Task to complete: The answer is a stretch of the material below, returned exactly: the line containing "self.aircraft.read().len()", the line containing "Scheduling core errors", and all lines between.

Data:
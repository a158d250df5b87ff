use crate::aircraft::{Aircraft, AircraftId};
use crate::error::{Error, Result};
use parking_lot::{Mutex, RwLock};
use std::collections::HashMap;
use std::sync::Arc;

pub type SharedAircraft = Arc<Mutex<Aircraft>>;

/// Lookup table from aircraft id to the live aircraft.
///
/// Flights only carry an [`AircraftId`]; the fleet resolves it. The map lock is
/// held just long enough to clone the `Arc`, never while an aircraft is locked.
#[derive(Debug, Default)]
pub struct Fleet {
    aircraft: RwLock<HashMap<AircraftId, SharedAircraft>>,
}

impl Fleet {
    pub fn new() -> Fleet {
        Fleet::default()
    }

    pub fn register(&self, aircraft: Aircraft) -> Result<SharedAircraft> {
        let mut map = self.aircraft.write();
        if map.contains_key(aircraft.id()) {
            return Err(Error::InvalidArgument(format!(
                "aircraft {} is already registered",
                aircraft.id()
            )));
        }
        let id = aircraft.id().clone();
        let shared = Arc::new(Mutex::new(aircraft));
        map.insert(id.clone(), shared.clone());
        tracing::debug!(aircraft = %id, "registered aircraft");
        Ok(shared)
    }

    pub fn get(&self, id: &str) -> Result<SharedAircraft> {
        self.aircraft
            .read()
            .get(id)
            .cloned()
            .ok_or_else(|| Error::NotFound(format!("aircraft {}", id)))
    }

    pub fn contains(&self, id: &str) -> bool {
        self.aircraft.read().contains_key(id)
    }

    pub fn remove(&self, id: &str) -> Option<SharedAircraft> {
        self.aircraft.write().remove(id)
    }

    /// Sorted, so listings are deterministic.
    pub fn ids(&self) -> Vec<AircraftId> {
        let mut ids = self.aircraft.read().keys().cloned().collect::<Vec<_>>();
        ids.sort();
        ids
    }

    /// Copies of every aircraft, sorted by id.
    pub fn snapshot(&self) -> Vec<Aircraft> {
        self.ids()
            .iter()
            .filter_map(|id| self.get(id).ok())
            .map(|shared| shared.lock().clone())
            .collect()
    }

    pub fn len(&self) -> usize {
        self.aircraft.read().len()
    }

    pub fn is_empty(&self) -> bool {
        self.aircraft.read().is_empty()
    }
}

#[cfg(test)]
mod tests {
    use super::*;

    #[test]
    fn test_register_and_get() {
        let fleet = Fleet::new();
        let shared = fleet.register(Aircraft::new("N1", 1000.0).unwrap()).unwrap();
        let fetched = fleet.get("N1").unwrap();
        assert!(Arc::ptr_eq(&shared, &fetched));
        assert_eq!(1, fleet.len());
    }

    #[test]
    fn test_duplicate_registration_rejected() {
        let fleet = Fleet::new();
        fleet.register(Aircraft::new("N1", 1000.0).unwrap()).unwrap();
        let err = fleet.register(Aircraft::new("N1", 50.0).unwrap()).unwrap_err();
        assert!(matches!(err, Error::InvalidArgument(_)));
        assert_eq!(1000.0, fleet.get("N1").unwrap().lock().capacity());
    }

    #[test]
    fn test_unknown_aircraft() {
        let fleet = Fleet::new();
        assert!(matches!(fleet.get("N9"), Err(Error::NotFound(_))));
        assert!(fleet.remove("N9").is_none());
    }

    #[test]
    fn test_ids_sorted() {
        let fleet = Fleet::new();
        fleet.register(Aircraft::new("N2", 1.0).unwrap()).unwrap();
        fleet.register(Aircraft::new("N1", 1.0).unwrap()).unwrap();
        let ids = fleet.ids();
        assert_eq!(vec!["N1", "N2"], ids.iter().map(|id| &**id).collect::<Vec<_>>());
    }
}
//! Error types for the scheduling core

use crate::aircraft::AircraftId;
use crate::flight::FlightId;
use thiserror::Error;

/// Result type for core operations
pub type Result<T> = std::result::Result<T, Error>;

/// Scheduling core errors
#[derive(Error, Debug, Clone, PartialEq)]
pub enum Error {
    /// Malformed construction input
    #[error("Invalid argument: {0}")]
    InvalidArgument(String),

    /// Cargo would push the aircraft over its capacity
    #[error("Capacity exceeded on {aircraft}: requested {requested} kg, {available} kg available")]
    CapacityExceeded {
        aircraft: AircraftId,
        requested: f64,
        available: f64,
    },

    /// Same aircraft, overlapping time windows
    #[error("Flight {flight} conflicts with scheduled flight {existing}")]
    SchedulingConflict { flight: FlightId, existing: FlightId },

    /// Flight number already present in the schedule
    #[error("Duplicate flight: {0}")]
    DuplicateFlight(FlightId),

    /// Illegal state transition
    #[error("Invalid state: {0}")]
    InvalidState(String),

    /// Lookup miss
    #[error("Not found: {0}")]
    NotFound(String),

    /// Destroyed or unknown handle
    #[error("Invalid handle: {0}")]
    InvalidHandle(String),
}

/// Stable numeric codes for callers across the handle boundary
#[derive(Debug, Clone, Copy, PartialEq, Eq, Hash)]
#[repr(i32)]
pub enum ErrorCode {
    Ok = 0,
    InvalidArgument = 1,
    CapacityExceeded = 2,
    SchedulingConflict = 3,
    DuplicateFlight = 4,
    InvalidState = 5,
    NotFound = 6,
    InvalidHandle = 7,
}

impl ErrorCode {
    pub fn as_i32(self) -> i32 {
        self as i32
    }
}

impl Error {
    pub fn code(&self) -> ErrorCode {
        match self {
            Error::InvalidArgument(_) => ErrorCode::InvalidArgument,
            Error::CapacityExceeded { .. } => ErrorCode::CapacityExceeded,
            Error::SchedulingConflict { .. } => ErrorCode::SchedulingConflict,
            Error::DuplicateFlight(_) => ErrorCode::DuplicateFlight,
            Error::InvalidState(_) => ErrorCode::InvalidState,
            Error::NotFound(_) => ErrorCode::NotFound,
            Error::InvalidHandle(_) => ErrorCode::InvalidHandle,
        }
    }
}

pub(crate) fn require_id(field: &str, value: &str) -> Result<()> {
    if value.trim().is_empty() {
        return Err(Error::InvalidArgument(format!("{} must not be empty", field)));
    }
    Ok(())
}
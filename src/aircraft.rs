use crate::cargo::{Cargo, CargoId};
use crate::error::{require_id, Error, Result};
use crate::flight::FlightId;
use crate::time::Time;
use serde::Serialize;
use std::collections::BTreeMap;
use std::fmt;
use std::sync::Arc;
use tabled::Tabled;

pub type AircraftId = Arc<str>;

/// An aircraft and the cargo currently on board.
///
/// `load` is a running total kept in step with `manifest`, so `can_carry`
/// is O(1). Invariant: `load <= capacity`, and capacity is fixed at construction.
#[derive(Debug, Clone, Serialize, Tabled)]
pub struct Aircraft {
    id: AircraftId,
    capacity: f64,
    #[tabled(rename = "load")]
    load: f64,
    #[tabled(skip)]
    manifest: BTreeMap<CargoId, Cargo>,
    /// Flight each piece of cargo was loaded for, if any
    #[tabled(skip)]
    #[serde(skip)]
    carriers: BTreeMap<CargoId, FlightId>,
}

impl Aircraft {
    pub fn new(id: &str, capacity: f64) -> Result<Aircraft> {
        require_id("aircraft id", id)?;
        if !(capacity > 0.0) || !capacity.is_finite() {
            return Err(Error::InvalidArgument(format!(
                "aircraft {} capacity must be positive, got {}",
                id, capacity
            )));
        }
        Ok(Aircraft {
            id: Arc::from(id.trim()),
            capacity,
            load: 0.0,
            manifest: BTreeMap::new(),
            carriers: BTreeMap::new(),
        })
    }

    pub fn id(&self) -> &AircraftId {
        &self.id
    }

    pub fn capacity(&self) -> f64 {
        self.capacity
    }

    pub fn current_load(&self) -> f64 {
        self.load
    }

    pub fn available_capacity(&self) -> f64 {
        self.capacity - self.load
    }

    pub fn can_carry(&self, mass: f64) -> bool {
        self.load + mass <= self.capacity
    }

    pub fn add_cargo(&mut self, cargo: Cargo) -> Result<()> {
        if self.manifest.contains_key(cargo.number()) {
            return Err(Error::InvalidArgument(format!(
                "cargo {} is already on board {}",
                cargo.number(),
                self.id
            )));
        }
        if !self.can_carry(cargo.mass()) {
            return Err(Error::CapacityExceeded {
                aircraft: self.id.clone(),
                requested: cargo.mass(),
                available: self.available_capacity(),
            });
        }
        self.load += cargo.mass();
        self.manifest.insert(cargo.number().clone(), cargo);
        Ok(())
    }

    /// Like [`Aircraft::add_cargo`], remembering which flight the cargo travels on.
    pub(crate) fn add_cargo_for(&mut self, flight: &FlightId, cargo: Cargo) -> Result<()> {
        let number = cargo.number().clone();
        self.add_cargo(cargo)?;
        self.carriers.insert(number, flight.clone());
        Ok(())
    }

    pub fn remove_cargo(&mut self, cargo_id: &str) -> Result<Cargo> {
        let cargo = self.manifest.remove(cargo_id).ok_or_else(|| {
            Error::NotFound(format!("cargo {} on aircraft {}", cargo_id, self.id))
        })?;
        self.carriers.remove(cargo_id);
        // reset on empty so float drift cannot accumulate across load cycles
        self.load = if self.manifest.is_empty() {
            0.0
        } else {
            self.load - cargo.mass()
        };
        Ok(cargo)
    }

    /// Removes the cargo only if it was loaded for `flight`.
    pub(crate) fn remove_cargo_for(&mut self, flight: &str, cargo_id: &str) -> Option<Cargo> {
        match self.carriers.get(cargo_id) {
            Some(carrier) if &**carrier == flight => self.remove_cargo(cargo_id).ok(),
            _ => None,
        }
    }

    /// Offloads everything. Returns the cargo that was on board.
    pub fn clear_all(&mut self) -> Vec<Cargo> {
        self.load = 0.0;
        self.carriers.clear();
        std::mem::take(&mut self.manifest).into_values().collect()
    }

    pub fn find_cargo(&self, cargo_id: &str) -> Option<&Cargo> {
        self.manifest.get(cargo_id)
    }

    pub fn cargo_count(&self) -> usize {
        self.manifest.len()
    }

    pub fn manifest(&self) -> impl Iterator<Item = &Cargo> {
        self.manifest.values()
    }

    pub fn overdue_cargo(&self, now: Time) -> Vec<&Cargo> {
        self.manifest.values().filter(|c| c.is_overdue(now)).collect()
    }
}

impl fmt::Display for Aircraft {
    fn fmt(&self, f: &mut fmt::Formatter<'_>) -> fmt::Result {
        write!(
            f,
            "Aircraft #{} ({:.2}/{:.2} kg, {} cargo)",
            self.id,
            self.load,
            self.capacity,
            self.manifest.len()
        )
    }
}

#[cfg(test)]
mod tests {
    use super::*;
    use proptest::prelude::*;

    fn cargo(number: &str, mass: f64) -> Cargo {
        Cargo::new(number, mass, "JFK", "LAX", "JFK", Time(0)).unwrap()
    }

    #[test]
    fn test_rejects_invalid_capacity() {
        assert!(matches!(Aircraft::new("N1", 0.0), Err(Error::InvalidArgument(_))));
        assert!(matches!(Aircraft::new("N1", -1.0), Err(Error::InvalidArgument(_))));
        assert!(matches!(Aircraft::new("", 10.0), Err(Error::InvalidArgument(_))));
    }

    #[test]
    fn test_capacity_is_inclusive() {
        let mut aircraft = Aircraft::new("N1", 1000.0).unwrap();
        aircraft.add_cargo(cargo("C1", 600.0)).unwrap();
        assert!(aircraft.can_carry(400.0));
        assert!(!aircraft.can_carry(400.5));
        aircraft.add_cargo(cargo("C2", 400.0)).unwrap();
        assert_eq!(0.0, aircraft.available_capacity());
        assert!(aircraft.can_carry(0.0));
    }

    #[test]
    fn test_capacity_exceeded_leaves_manifest_untouched() {
        let mut aircraft = Aircraft::new("N1", 1000.0).unwrap();
        aircraft.add_cargo(cargo("C1", 800.0)).unwrap();
        let err = aircraft.add_cargo(cargo("C2", 300.0)).unwrap_err();
        assert!(matches!(err, Error::CapacityExceeded { .. }));
        assert_eq!(1, aircraft.cargo_count());
        assert_eq!(800.0, aircraft.current_load());
    }

    #[test]
    fn test_duplicate_cargo_rejected() {
        let mut aircraft = Aircraft::new("N1", 1000.0).unwrap();
        aircraft.add_cargo(cargo("C1", 10.0)).unwrap();
        assert!(matches!(aircraft.add_cargo(cargo("C1", 10.0)), Err(Error::InvalidArgument(_))));
        assert_eq!(10.0, aircraft.current_load());
    }

    #[test]
    fn test_remove_cargo() {
        let mut aircraft = Aircraft::new("N1", 1000.0).unwrap();
        aircraft.add_cargo(cargo("C1", 300.0)).unwrap();
        aircraft.add_cargo(cargo("C2", 200.0)).unwrap();

        let removed = aircraft.remove_cargo("C1").unwrap();
        assert_eq!("C1", &**removed.number());
        assert_eq!(200.0, aircraft.current_load());
        assert!(aircraft.find_cargo("C1").is_none());
        assert!(matches!(aircraft.remove_cargo("C1"), Err(Error::NotFound(_))));
    }

    #[test]
    fn test_clear_all() {
        let mut aircraft = Aircraft::new("N1", 1000.0).unwrap();
        aircraft.add_cargo(cargo("C1", 300.0)).unwrap();
        aircraft.add_cargo(cargo("C2", 200.0)).unwrap();

        let offloaded = aircraft.clear_all();
        assert_eq!(2, offloaded.len());
        assert_eq!(0, aircraft.cargo_count());
        assert_eq!(0.0, aircraft.current_load());
        assert!(aircraft.clear_all().is_empty());
    }

    #[test]
    fn test_overdue_cargo() {
        let mut aircraft = Aircraft::new("N1", 1000.0).unwrap();
        aircraft.add_cargo(cargo("C1", 10.0).with_deadline(Time(100))).unwrap();
        aircraft.add_cargo(cargo("C2", 10.0)).unwrap();
        let overdue = aircraft.overdue_cargo(Time(200));
        assert_eq!(1, overdue.len());
        assert_eq!("C1", &**overdue[0].number());
    }

    #[test]
    fn test_remove_cargo_for_other_flight_is_refused() {
        let mut aircraft = Aircraft::new("N1", 1000.0).unwrap();
        aircraft.add_cargo_for(&Arc::from("F1"), cargo("C1", 300.0)).unwrap();

        assert!(aircraft.remove_cargo_for("F2", "C1").is_none());
        assert_eq!(300.0, aircraft.current_load());
        assert!(aircraft.remove_cargo_for("F1", "C1").is_some());
        assert_eq!(0.0, aircraft.current_load());
    }

    #[test]
    fn test_capacity_is_read_only() {
        let aircraft = Aircraft::new("N1", 1000.0).unwrap();
        assert_eq!(1000.0, aircraft.capacity());
        assert_eq!("N1", &**aircraft.id());
    }

    proptest! {
        #[test]
        fn test_remaining_capacity_after_two_loads(
            capacity in 1u32..100_000,
            first in 0.0f64..1.0,
            second in 0.0f64..1.0,
        ) {
            let capacity = capacity as f64;
            let m1 = (capacity * first * 0.5).floor().max(1.0).min(capacity / 2.0);
            let m2 = (capacity * second * 0.5).floor().max(1.0).min(capacity / 2.0);
            prop_assume!(m1 + m2 <= capacity);

            let mut aircraft = Aircraft::new("N1", capacity).unwrap();
            prop_assert!(aircraft.add_cargo(cargo("C1", m1)).is_ok());
            prop_assert!(aircraft.add_cargo(cargo("C2", m2)).is_ok());
            prop_assert!(aircraft.can_carry(0.0));
            prop_assert_eq!(capacity - m1 - m2, aircraft.available_capacity());
        }
    }
}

Exercise response:
        self.aircraft.read().len()
    }

    pub fn is_empty(&self) -> bool {
        self.aircraft.read().is_empty()
    }
}

#[cfg(test)]
mod tests {
    use super::*;

    #[test]
    fn test_register_and_get() {
        let fleet = Fleet::new();
        let shared = fleet.register(Aircraft::new("N1", 1000.0).unwrap()).unwrap();
        let fetched = fleet.get("N1").unwrap();
        assert!(Arc::ptr_eq(&shared, &fetched));
        assert_eq!(1, fleet.len());
    }

    #[test]
    fn test_duplicate_registration_rejected() {
        let fleet = Fleet::new();
        fleet.register(Aircraft::new("N1", 1000.0).unwrap()).unwrap();
        let err = fleet.register(Aircraft::new("N1", 50.0).unwrap()).unwrap_err();
        assert!(matches!(err, Error::InvalidArgument(_)));
        assert_eq!(1000.0, fleet.get("N1").unwrap().lock().capacity());
    }

    #[test]
    fn test_unknown_aircraft() {
        let fleet = Fleet::new();
        assert!(matches!(fleet.get("N9"), Err(Error::NotFound(_))));
        assert!(fleet.remove("N9").is_none());
    }

    #[test]
    fn test_ids_sorted() {
        let fleet = Fleet::new();
        fleet.register(Aircraft::new("N2", 1.0).unwrap()).unwrap();
        fleet.register(Aircraft::new("N1", 1.0).unwrap()).unwrap();
        let ids = fleet.ids();
        assert_eq!(vec!["N1", "N2"], ids.iter().map(|id| &**id).collect::<Vec<_>>());
    }
}
//! Error types for the scheduling core

use crate::aircraft::AircraftId;
use crate::flight::FlightId;
use thiserror::Error;

/// Result type for core operations
pub type Result<T> = std::result::Result<T, Error>;

/// Scheduling core errors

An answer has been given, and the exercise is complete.